§ Your assignment
How many lines in the records below contain the word "rendezvous"? State only that number.
━━ Records provided
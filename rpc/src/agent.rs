use std::{
    collections::HashMap,
    future::Future,
    pin::Pin,
    sync::{
        Arc,
        atomic::{AtomicU64, Ordering},
    },
    task::{Context, Poll},
    time::Duration,
};

use comms::specs::rpc::{Call, GlobalId, GradFn, PeerSpec, RRef};
use log::{debug, info, warn};
use ndarray::ArrayD;
use tokio::{
    net::TcpListener,
    sync::{Mutex, Semaphore},
    task::JoinHandle,
};
use tokio_util::sync::CancellationToken;

use crate::{
    Result, RpcBackendOptions, RpcErr, RpcHandler, RpcOutput,
    client::Client,
    rendezvous::{self, ControlPlane},
    server,
    store::{RRefStore, StoredValue},
};

/// The rpc endpoint of a process.
///
/// Cloning it is cheap, every clone refers to the same agent.
#[derive(Clone)]
pub struct RpcAgent {
    inner: Arc<Inner>,
}

struct Inner {
    rank: usize,
    name: String,
    peers: Vec<PeerSpec>,
    options: RpcBackendOptions,
    handler: Arc<dyn RpcHandler>,
    store: RRefStore,
    clients: Mutex<HashMap<usize, Arc<Client>>>,
    counter: AtomicU64,
    permits: Semaphore,
    cancel: CancellationToken,
    control: Mutex<Option<ControlPlane>>,
}

/// A call in flight, resolving to its output.
pub struct RpcFuture {
    handle: JoinHandle<Result<RpcOutput>>,
}

impl Future for RpcFuture {
    type Output = Result<RpcOutput>;

    fn poll(mut self: Pin<&mut Self>, cx: &mut Context<'_>) -> Poll<Self::Output> {
        Pin::new(&mut self.handle)
            .poll(cx)
            .map(|joined| joined.unwrap_or_else(|e| Err(RpcErr::TaskFailed(e.to_string()))))
    }
}

impl RpcAgent {
    pub(crate) fn new(
        rank: usize,
        name: String,
        peers: Vec<PeerSpec>,
        options: RpcBackendOptions,
        handler: Arc<dyn RpcHandler>,
        control: ControlPlane,
    ) -> Self {
        let permits = Semaphore::new(options.num_worker_threads.max(1));

        Self {
            inner: Arc::new(Inner {
                rank,
                name,
                peers,
                options,
                handler,
                store: RRefStore::new(),
                clients: Mutex::new(HashMap::new()),
                counter: AtomicU64::new(0),
                permits,
                cancel: CancellationToken::new(),
                control: Mutex::new(Some(control)),
            }),
        }
    }

    /// Accepts peer connections until shutdown.
    pub(crate) fn spawn_acceptor(&self, listener: TcpListener) {
        let agent = self.clone();
        let cancel = self.inner.cancel.clone();

        tokio::spawn(async move {
            loop {
                tokio::select! {
                    _ = cancel.cancelled() => break,
                    accepted = listener.accept() => match accepted {
                        Ok((stream, _)) => {
                            tokio::spawn(server::serve(agent.clone(), stream));
                        }
                        Err(e) => warn!("failed to accept a peer connection: {e}"),
                    },
                }
            }
        });
    }

    pub fn rank(&self) -> usize {
        self.inner.rank
    }

    pub fn name(&self) -> &str {
        &self.inner.name
    }

    pub fn world_size(&self) -> usize {
        self.inner.peers.len()
    }

    pub fn options(&self) -> &RpcBackendOptions {
        &self.inner.options
    }

    /// The values owned by this process.
    pub fn store(&self) -> &RRefStore {
        &self.inner.store
    }

    pub(crate) fn cancel_token(&self) -> CancellationToken {
        self.inner.cancel.clone()
    }

    /// Every process of the world, indexed by rank.
    pub fn peers(&self) -> &[PeerSpec] {
        &self.inner.peers
    }

    /// Looks a process up by name.
    pub fn worker_info(&self, name: &str) -> Result<&PeerSpec> {
        self.inner
            .peers
            .iter()
            .find(|peer| peer.name == name)
            .ok_or_else(|| RpcErr::UnknownWorker(name.to_string()))
    }

    /// Allocates an id no other process will ever allocate.
    pub fn next_id(&self) -> GlobalId {
        GlobalId::new(self.inner.rank, self.inner.counter.fetch_add(1, Ordering::Relaxed))
    }

    /// Stores `tensor` in this process and returns a reference to it.
    ///
    /// # Arguments
    /// * `tensor` - The value.
    /// * `ctx` - The autograd context owning the value, it's dropped after its first
    ///   fetch when `None`.
    pub fn local_rref(&self, tensor: ArrayD<f32>, ctx: Option<GlobalId>) -> RRef {
        let id = self.next_id();
        let value = StoredValue {
            tensor: Arc::new(tensor),
            grad_fn: None,
        };

        self.inner.store.fulfill(id, ctx, value);
        RRef {
            owner: self.inner.rank,
            id,
        }
    }

    /// Brings the value behind `rref` to this process.
    ///
    /// # Arguments
    /// * `rref` - The value to bring.
    /// * `ctx` - The autograd context of the caller, fetches of released contexts fail.
    ///
    /// # Returns
    /// The tensor and the forward call that produced it, if any.
    pub async fn to_here(
        &self,
        rref: &RRef,
        ctx: Option<GlobalId>,
    ) -> Result<(ArrayD<f32>, Option<GradFn>)> {
        if rref.owner == self.inner.rank {
            let value = self
                .inner
                .store
                .fetch(rref.id, ctx, self.options().timeout())
                .await?;
            return Ok((into_owned(value.tensor), value.grad_fn));
        }

        let call = Call::FetchRef { rref: rref.id, ctx };
        self.rpc_sync(rref.owner, call, None)
            .await?
            .into_value()
    }

    /// Runs `call` on the process `to` and waits for its output.
    ///
    /// # Arguments
    /// * `to` - The rank of the callee, which may be this process.
    /// * `call` - The procedure to run.
    /// * `tensor` - The tensor sent with the call.
    pub async fn rpc_sync(
        &self,
        to: usize,
        call: Call,
        tensor: Option<ArrayD<f32>>,
    ) -> Result<RpcOutput> {
        self.call(to, call, tensor, self.options().rpc_timeout)
            .await
    }

    /// Starts running `call` on the process `to`.
    ///
    /// The request is sent right away, awaiting the returned future is only needed
    /// to get the output.
    pub fn rpc_async(&self, to: usize, call: Call, tensor: Option<ArrayD<f32>>) -> RpcFuture {
        self.rpc_async_with_timeout(to, call, tensor, self.options().rpc_timeout)
    }

    /// Same as `rpc_async` with a deadline of its own, zero means none.
    pub fn rpc_async_with_timeout(
        &self,
        to: usize,
        call: Call,
        tensor: Option<ArrayD<f32>>,
        timeout: Duration,
    ) -> RpcFuture {
        let agent = self.clone();
        let handle = tokio::spawn(async move { agent.call(to, call, tensor, timeout).await });
        RpcFuture { handle }
    }

    /// Starts a call whose output stays on the callee.
    ///
    /// # Arguments
    /// * `to` - The rank of the callee.
    /// * `tensor` - The tensor sent with the call.
    /// * `make_call` - Builds the call given the id its output will be stored under.
    ///
    /// # Returns
    /// A reference to the future output, usable right away, and the call in flight.
    pub fn remote<F>(
        &self,
        to: usize,
        tensor: Option<ArrayD<f32>>,
        make_call: F,
    ) -> (RRef, RpcFuture)
    where
        F: FnOnce(GlobalId) -> Call,
    {
        self.remote_with_timeout(to, tensor, self.options().rpc_timeout, make_call)
    }

    /// Same as `remote` with a deadline of its own, zero means none.
    pub fn remote_with_timeout<F>(
        &self,
        to: usize,
        tensor: Option<ArrayD<f32>>,
        timeout: Duration,
        make_call: F,
    ) -> (RRef, RpcFuture)
    where
        F: FnOnce(GlobalId) -> Call,
    {
        let id = self.next_id();
        let fut = self.rpc_async_with_timeout(to, make_call(id), tensor, timeout);
        (RRef { owner: to, id }, fut)
    }

    async fn call(
        &self,
        to: usize,
        call: Call,
        tensor: Option<ArrayD<f32>>,
        timeout: Duration,
    ) -> Result<RpcOutput> {
        if to == self.inner.rank {
            return self.dispatch(to, call, tensor).await;
        }

        let client = self.client(to).await?;
        let timeout = (!timeout.is_zero()).then_some(timeout);
        client.call(call, tensor.as_ref(), timeout).await
    }

    /// Runs a call received from `from`, bounded by the worker thread limit.
    ///
    /// Fetches only wait on the store, so they take no permit and can't hold back
    /// the calls producing what they wait for.
    pub(crate) async fn serve_call(
        &self,
        from: usize,
        call: Call,
        tensor: Option<ArrayD<f32>>,
    ) -> Result<RpcOutput> {
        if matches!(call, Call::FetchRef { .. }) {
            return self.dispatch(from, call, tensor).await;
        }

        let _permit = self
            .inner
            .permits
            .acquire()
            .await
            .map_err(|e| RpcErr::TaskFailed(e.to_string()))?;

        self.dispatch(from, call, tensor).await
    }

    async fn dispatch(
        &self,
        from: usize,
        call: Call,
        tensor: Option<ArrayD<f32>>,
    ) -> Result<RpcOutput> {
        debug!(from = from; "running {}", call.kind());

        match call {
            Call::FetchRef { rref, ctx } => {
                let value = self
                    .inner
                    .store
                    .fetch(rref, ctx, self.options().timeout())
                    .await?;
                Ok(RpcOutput::value(into_owned(value.tensor), value.grad_fn))
            }
            Call::ReleaseContext { ctx } => {
                self.inner.store.release_context(ctx);
                self.inner.handler.handle(self, from, call, tensor).await
            }
            call => self.inner.handler.handle(self, from, call, tensor).await,
        }
    }

    async fn client(&self, to: usize) -> Result<Arc<Client>> {
        let peer = self.inner.peers.get(to).ok_or(RpcErr::UnknownRank(to))?;
        let mut clients = self.inner.clients.lock().await;

        if let Some(client) = clients.get(&to).filter(|client| !client.is_closed()) {
            return Ok(client.clone());
        }

        let client = Arc::new(Client::connect(self.inner.rank, peer).await?);
        clients.insert(to, client.clone());
        Ok(client)
    }

    /// Leaves the world.
    ///
    /// The master tells every worker to stop and waits for all of them, workers block
    /// until the master does so. Calling it again does nothing.
    pub async fn shutdown(&self) -> Result<()> {
        let control = self.inner.control.lock().await.take();

        match control {
            Some(ControlPlane::Master(workers)) => rendezvous::shutdown_workers(workers).await?,
            Some(ControlPlane::Worker(conn)) => rendezvous::await_shutdown(conn).await?,
            None => return Ok(()),
        }

        self.inner.cancel.cancel();
        self.inner.clients.lock().await.clear();
        info!(rank = self.inner.rank; "rpc agent shut down");
        Ok(())
    }
}

fn into_owned(tensor: Arc<ArrayD<f32>>) -> ArrayD<f32> {
    Arc::try_unwrap(tensor).unwrap_or_else(|shared| (*shared).clone())
}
━━━━
§ Reply
3